(写真提供:中原一博)
「チベット人を励ますために、日本人でコンサートをやろうよ!」。2008年4月、チベット動乱で揺れるダラムサラで(第33話)、日本人のAさんが声を上げた。
30代女性のAさんはチベット仏教を学ぶためにダラムサラに長期滞在し、チベット語を勉強していた。はじめて出会ったとき、尼僧のように頭を丸めていたので、ちょっと面喰ったのを覚えている。Aさんは企画を立ちあげると、すぐさまチベット人の主要団体と話をつけ、正式にコンサートの日時を決定した。そして、在住の日本人や旅行者に次々と声をかけて参加をつのったのである。とはいえ、正直に告白すると、話が大きくなるにつれて僕は不安で仕方が無かった。なぜなら、コンサートといっても、みんなほとんど素人なのである。しかし、そんな僕の心配をよそに、どんどん参加者は増え続け、歌の練習は次第に盛り上がりを見せていった。「上を向いて歩こう」をチベット語と日本語と英語の三か国語で順に歌うことになった。結集したメンバーは歌唱隊が30人に楽器隊が8人。そしてカメラ係の僕で合計39名(注)。思えば、ダラムサラに住んで9年、こんなにも多くの日本人が団結したことは過去に1度としてなかった。

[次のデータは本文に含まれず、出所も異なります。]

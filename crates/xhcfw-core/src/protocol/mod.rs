//! Generation-specific access protocols
//!
//! Each controller generation reaches the 8051's internal address spaces
//! through a different set of host-visible ports. The two variants share
//! the [`IndirectAccessProtocol`] interface; the right one is picked from
//! the capability table when the device is opened.

pub mod gen1;
pub mod gen2;

use core::fmt;

use crate::code::{CodeImage, LoadProgress};
use crate::device::RawHandles;
use crate::error::Result;
use crate::identity::Generation;
use crate::poll::PollConfig;

pub use gen1::{Gen1Ports, Gen1Protocol};
pub use gen2::{Gen2Ports, Gen2Protocol};

/// Protocol of 64 KiB parts
pub static GEN1: Gen1Protocol = Gen1Protocol {
    ports: Gen1Ports::DEFAULT,
};

/// Protocol of 128 KiB parts
pub static GEN2: Gen2Protocol = Gen2Protocol {
    ports: Gen2Ports::DEFAULT,
};

/// Low-level steps of one protocol generation
///
/// Implementations carry no state; all state lives in the device's raw
/// handles. Callers must hold the device exclusively for the whole of a
/// multi-step sequence.
pub trait IndirectAccessProtocol: Sync + fmt::Debug {
    /// Protocol generation
    fn generation(&self) -> Generation;

    /// Size of code memory in bytes
    fn code_size(&self) -> u32;

    /// Read one byte of internal MMIO
    fn read_byte(&self, io: &mut RawHandles, poll: &PollConfig, addr: u32) -> Result<u8>;

    /// Write one byte of internal MMIO
    fn write_byte(&self, io: &mut RawHandles, poll: &PollConfig, addr: u32, value: u8)
        -> Result<()>;

    /// Whether written code can be read back for verification
    fn can_read_code(&self) -> bool;

    /// Open or close the host side code RAM ports
    ///
    /// This is separate from the code control register inside the chip,
    /// which the caller handles through the MMIO bridge.
    fn set_code_ports(&self, io: &mut RawHandles, enable: bool) -> Result<()>;

    /// Transfer an image into code RAM
    ///
    /// Write access must already be enabled. Offsets past the end of code
    /// memory wrap around to 0.
    fn write_code(
        &self,
        io: &mut RawHandles,
        poll: &PollConfig,
        image: &CodeImage<'_>,
        progress: &mut dyn LoadProgress,
    ) -> Result<()>;

    /// Read `buf.len()` bytes of code RAM starting at `base`
    ///
    /// Read access must already be enabled.
    fn read_code(
        &self,
        io: &mut RawHandles,
        poll: &PollConfig,
        base: u32,
        buf: &mut [u8],
        progress: &mut dyn LoadProgress,
    ) -> Result<()>;
}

コンサート当日の4月13日、ツクラカン(メインテンプル)の広場には予想をはるかに超える大勢のチベット人が押し寄せた。天気は快晴。まず、Aさんがステージの中央に進み出た。そして彼女はまっすぐ前を向き、大きな声で一語一語、ゆっくりとチベット語でスピーチをはじめた。「ンガン・ツォ・ニホン・ネ・イン(わたしたちは日本人です)。……」。直前までスピーチを何度も練習していたことを知っている僕は、人前でチベット語を話す難しさを知っているからこそ(第15話)、いっそうの緊張感で彼女を見守っていた。もちろん、英語で話すという手もあっただろう。通訳を頼む手段もあったろう。でも、チベット語で直接、語りかけたい。ただ、そんな純粋な動機だったと思う。大観衆にまっすぐに向き合い、彼女のできる限りのチベット語力を駆使し、全身全霊を尽くして話す姿の美しさ。無防備なまでにその姿をさらしている。魂のほとばしり。「ロッ・パ・チェ・ギ・ユ(お・う・え・ん・し・て・い・ま・す)」。そのメッセージは言葉のシンプルさゆえに、強くチベット人たちの心に響いたようだ。ついつい、僕を含め、チベット語を仕事で話す外国人は、上手に、綺麗に話そうと力みがちになる。しかし、お世辞にも流暢とはいえない彼女のチベット語は、確実に彼らの心に響いている。いまだかつて、そして、これからも、あのときのAさんほどに美しいチベット語を聴くことはないかもしれない。
(写真提供:中原一博)
挨拶に続いていよいよ演奏がはじまった。Aさんに影響されたのだろう。日本人38人の心がみんな、まっすぐに開いている。真正面に向き合っている。会場のチベット人たちも、日本人に呼応するかのようにまっすぐに向き合っている。お互いに響きあっている。楽しさのボルテージがどんどんあがっていく。
そういえば問答や読経の姿に象徴されるように(第148話)、チベット人は他者に対して、または仏に対して無防備なまでに正面に向き合う。そこに自分のなわばりは存在しない。たとえば、ダライ・ラマ法王の説法を思い出してみてほしい。法王は原稿なんて参照されない。いつも、聴衆とまっすぐに向き合って話される。自分を守るための壁は存在しない。真っ直ぐ、チベット語では「カルトゥク」という。カルトゥクに向き合う人間にチベット人はきっと敏感に反応し評価してくれるのではないだろうか。後日、ダラムサラでは「日本人の歌は素晴らしかったねえ」と、コンサートへの賛辞がやむことはなかった。
Aさんとは、2011年12月のブッダガヤで偶然、再会した(第147話)。腫瘍が見つかったので、これから帰国するという。あれから半年後、心配になって、彼女の実家に手紙を送ると1ヶ月後「元気に療養しています。」と返事が届き、それが最後の通信になってしまった。Aさんの訃報を聞いたとき、真っ先に思い出されたのは、真っ直ぐに大観衆と向かいあう姿だった。彼女のチベット語には魂が宿っていた。いや、無防備なまでに観衆の前にさらされた彼女の身体そのものが、チベット人にむけて捧げられた究極の「一語」ではなかったか。
(注)
当時、メンツィカン本部から「医師は政治的な活動に参加しないように」と通達が出されていたことから、僕はステージの上には立たなかった。でも、あまりに楽しそうなみんなの顔を見て、激しく後悔したことを告白しておきたい。